Until the late 1960s, workers would often be seen rushing to financial institutions on their lunch hour or on Saturday morning to cash checks or make deposits — because that’s when banks were open. But so-called bankers’ hours held less significance once the first cash-dispensing machine arrived in 1967. It was soon followed by the automated teller machine (ATM), which could perform electronic deposits and withdrawals at any time.
The IBM 3600 finance communication system, introduced in 1973, was an early example of an integrated network of devices. It included an ATM and allowed tellers at any branch to update, retrieve and quickly enter records. It dramatically increased the efficiency for financial institutions and was followed in 1981 by the IBM 4700 Financial Control System, which was even faster and included more workstations.
Over the ensuing decades, such systems streamlined banking operations and consumers became increasingly comfortable conducting paperless transactions at all hours without the presence of a human teller. This behavioral shift ultimately opened the door to debit card spending, online banking and e-commerce. IBM was instrumental in this transition, offering increasingly sophisticated data management, processing and security systems to help reduce clearing costs while increasing efficiencies and customer comfort and safety. The company’s systems enabled the meteoric rise of online shopping, and its marketing initiatives ushered in the era of e-business, where corporations re-envisioned themselves for success in an always-on world.
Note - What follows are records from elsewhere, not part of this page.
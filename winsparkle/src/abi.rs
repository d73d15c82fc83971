//! ABI definitions for the WinSparkle boundary.
//!
//! This module defines the C signatures of every `win_sparkle_*` export the
//! binding calls, the callback types the native library calls back through,
//! and the configuration-methods table that replaces its built-in settings
//! storage. The native API is `__cdecl` throughout, which `extern "C"`
//! matches on every target the DLL ships for.

use std::ffi::{c_char, c_int, c_ushort, c_void};

/// Return value of [`UserRunInstallerCallback`]: the host-side handler
/// failed, abort the install flow.
pub const RUN_INSTALLER_ERROR: c_int = -1;
/// The host did not handle the installer; the library runs its default
/// handling.
pub const RUN_INSTALLER_DEFAULT: c_int = 0;
/// The host handled the installer itself; the library skips default
/// handling.
pub const RUN_INSTALLER_HANDLED: c_int = 1;

/// Notification callback with no payload. The native library ignores the
/// return value; trampolines return a fixed 0.
pub type NotificationCallback = unsafe extern "C" fn() -> c_int;

/// Synchronous query: may the application shut down so the installer can
/// run? The library blocks on the answer (1 = yes, 0 = no).
pub type CanShutdownCallback = unsafe extern "C" fn() -> c_int;

/// Called with the downloaded installer path (wide string) when an update
/// is ready to run. Returns one of the `RUN_INSTALLER_*` values.
pub type UserRunInstallerCallback = unsafe extern "C" fn(*const u16) -> c_int;

/// `config_read`: writes the value of `name` into the caller-supplied wide
/// buffer of `len` units. Returns 1 if the key was found, 0 otherwise.
pub type ConfigReadFn =
    unsafe extern "C" fn(name: *const c_char, buf: *mut u16, len: usize, user: *mut c_void) -> c_int;

/// `config_write`: stores the wide `value` under `name`. Returns 1 on
/// success, 0 on failure.
pub type ConfigWriteFn =
    unsafe extern "C" fn(name: *const c_char, value: *const u16, user: *mut c_void) -> c_int;

/// `config_delete`: removes `name`. Returns 1 on success, 0 on failure.
pub type ConfigDeleteFn = unsafe extern "C" fn(name: *const c_char, user: *mut c_void) -> c_int;

/// Function table handed to `win_sparkle_set_config_methods` in place of
/// the registry-backed default storage. The native library keeps only this
/// pointer; the table must stay alive for the whole session.
#[repr(C)]
pub struct ConfigMethods {
    pub read: ConfigReadFn,
    pub write: ConfigWriteFn,
    pub delete: ConfigDeleteFn,
    /// Opaque value passed back as the `user` argument of each method.
    pub user_data: usize,
}

// Export signatures, in the order they appear in WinSparkle.h.
pub type InitFn = unsafe extern "C" fn();
pub type CleanupFn = unsafe extern "C" fn();
pub type SetLangFn = unsafe extern "C" fn(*const c_char);
pub type SetLangIdFn = unsafe extern "C" fn(c_ushort);
pub type SetAppcastUrlFn = unsafe extern "C" fn(*const c_char);
/// Shared by the DSA and EdDSA key setters: returns 0 if the key material
/// was rejected.
pub type SetPublicKeyFn = unsafe extern "C" fn(*const c_char) -> c_int;
pub type SetAppDetailsFn = unsafe extern "C" fn(*const u16, *const u16, *const u16);
pub type SetAppBuildVersionFn = unsafe extern "C" fn(*const u16);
pub type SetHttpHeaderFn = unsafe extern "C" fn(*const c_char, *const c_char);
pub type ClearHttpHeadersFn = unsafe extern "C" fn();
pub type SetRegistryPathFn = unsafe extern "C" fn(*const c_char);
pub type SetConfigMethodsFn = unsafe extern "C" fn(*const ConfigMethods);
pub type SetAutomaticCheckFn = unsafe extern "C" fn(c_int);
pub type GetAutomaticCheckFn = unsafe extern "C" fn() -> c_int;
pub type SetUpdateCheckIntervalFn = unsafe extern "C" fn(c_int);
pub type GetUpdateCheckIntervalFn = unsafe extern "C" fn() -> c_int;
/// Returns the Unix timestamp of the last check, or -1 if a check never ran.
pub type GetLastCheckTimeFn = unsafe extern "C" fn() -> i64;
pub type SetNotificationCallbackFn = unsafe extern "C" fn(NotificationCallback);
pub type SetCanShutdownCallbackFn = unsafe extern "C" fn(CanShutdownCallback);
pub type SetUserRunInstallerCallbackFn = unsafe extern "C" fn(UserRunInstallerCallback);
pub type CheckUpdateFn = unsafe extern "C" fn();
One solution automatically correlated incoming information from emails and phone calls with existing business intelligence, improving banks’ real-time customer service. All of this came under the auspices of the company’s Smarter Planet initiative, which sought to interconnect and instrument the world’s systems — energy, transportation, agriculture, et cetera — to make them both greener and more efficient.
Today, card issuers are increasingly replacing mag stripes with embedded microchips. More broadly, the ubiquity of automated payment systems at most retail operations is making cash an endangered species. But a suite of IBM innovations was indispensable to the evolution of global commerce and solidified the company’s relationship with financial institutions that continues to this day.